### Assignment
Check each line below for the word "options", and copy those that have it.

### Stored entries
+++
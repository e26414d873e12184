//! Reading and writing layered `.xp` tile images.
//!
//! A file is a gzip envelope around a little-endian payload: version,
//! layer count, then each layer's size followed by its pixel records in
//! column-major order.
//!
//! ```ignore
//! let image = xp_core::load("art.xp")?;
//! let flat = image.merge_layers(xp_core::LayerSelection::All)?;
//! ```

pub mod compress;
pub mod decode;
pub mod encode;
pub mod error;
pub mod format;
pub mod image;
pub mod layer;
pub mod options;

use std::fs;
use std::path::Path;

use anyhow::Context;

pub use decode::{decode, decode_raw};
pub use encode::{encode, encode_raw};
pub use error::{Result, XpError};
pub use format::{Color, Pixel};
pub use image::{Image, LayerSelection};
pub use layer::Layer;
pub use options::{DecoderOptions, EncoderOptions, DEFAULT_MAX_LAYERS, DEFAULT_MAX_LAYER_AREA};

/// Read and decode an `.xp` file.
pub fn load(path: impl AsRef<Path>) -> anyhow::Result<Image> {
    let path = path.as_ref();
    let data = fs::read(path).with_context(|| format!("failed to read {}", path.display()))?;
    decode(&data).with_context(|| format!("failed to decode {}", path.display()))
}

/// Encode an image and write it to `path`, replacing any existing file.
pub fn save(path: impl AsRef<Path>, image: &Image) -> anyhow::Result<()> {
    let path = path.as_ref();
    let data = encode(image).with_context(|| format!("failed to encode {}", path.display()))?;
    fs::write(path, data).with_context(|| format!("failed to write {}", path.display()))
}

#[cfg(test)]
mod tests {
    use crate::compress;
    use crate::format::*;
    use crate::image::Image;
    use crate::{decode, encode, load, save};

    #[test]
    fn roundtrip_multi_layer_image() {
        let mut image = Image::new(0xffff_ffff);
        let bottom = image.add_layer(4, 3);
        let top = image.add_layer(4, 3);
        for y in 0..3i64 {
            for x in 0..4i64 {
                let v = (x * 3 + y) as u8;
                let p = Pixel::new(v as u32 + 200, Color::new(v, v + 10, v + 20), Color::new(v + 30, 0, 9));
                assert!(image.set(bottom, x, y, &p));
            }
        }
        image.layer_mut(top).unwrap().fill_transparent();
        image.set(top, 1, 2, &Pixel::new(1000, Color::WHITE, Color::BLACK));

        let decoded = decode(&encode(&image).unwrap()).unwrap();
        assert_eq!(decoded, image);
    }

    #[test]
    fn decode_single_pixel_stream() {
        let mut raw = Vec::new();
        for word in [0u32, 1, 1, 1, 1] {
            raw.extend_from_slice(&word.to_le_bytes());
        }
        raw.extend_from_slice(&[255, 255, 255, 0, 0, 0]);
        let image = decode(&compress::compress(&raw, 6).unwrap()).unwrap();
        let p = image.get(0, 0, 0).unwrap();
        assert_eq!(p, &Pixel::new(1, Color::WHITE, Color::BLACK));
        assert!(!p.transparent());
    }

    #[test]
    fn load_and_save_files() {
        let path = std::env::temp_dir().join(format!("xp-core-{}.xp", std::process::id()));
        let mut image = Image::new(1);
        let l = image.add_layer(2, 2);
        image.layer_mut(l).unwrap().fill(&Pixel::new(65, Color::WHITE, Color::new(0, 0, 128)));
        save(&path, &image).unwrap();
        let loaded = load(&path).unwrap();
        std::fs::remove_file(&path).unwrap();
        assert_eq!(loaded, image);

        let err = load(&path).unwrap_err();
        assert!(err.to_string().contains("failed to read"));
    }
}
+++
### Exercise solution
pub mod options;
pub use options::{DecoderOptions, EncoderOptions, DEFAULT_MAX_LAYERS, DEFAULT_MAX_LAYER_AREA};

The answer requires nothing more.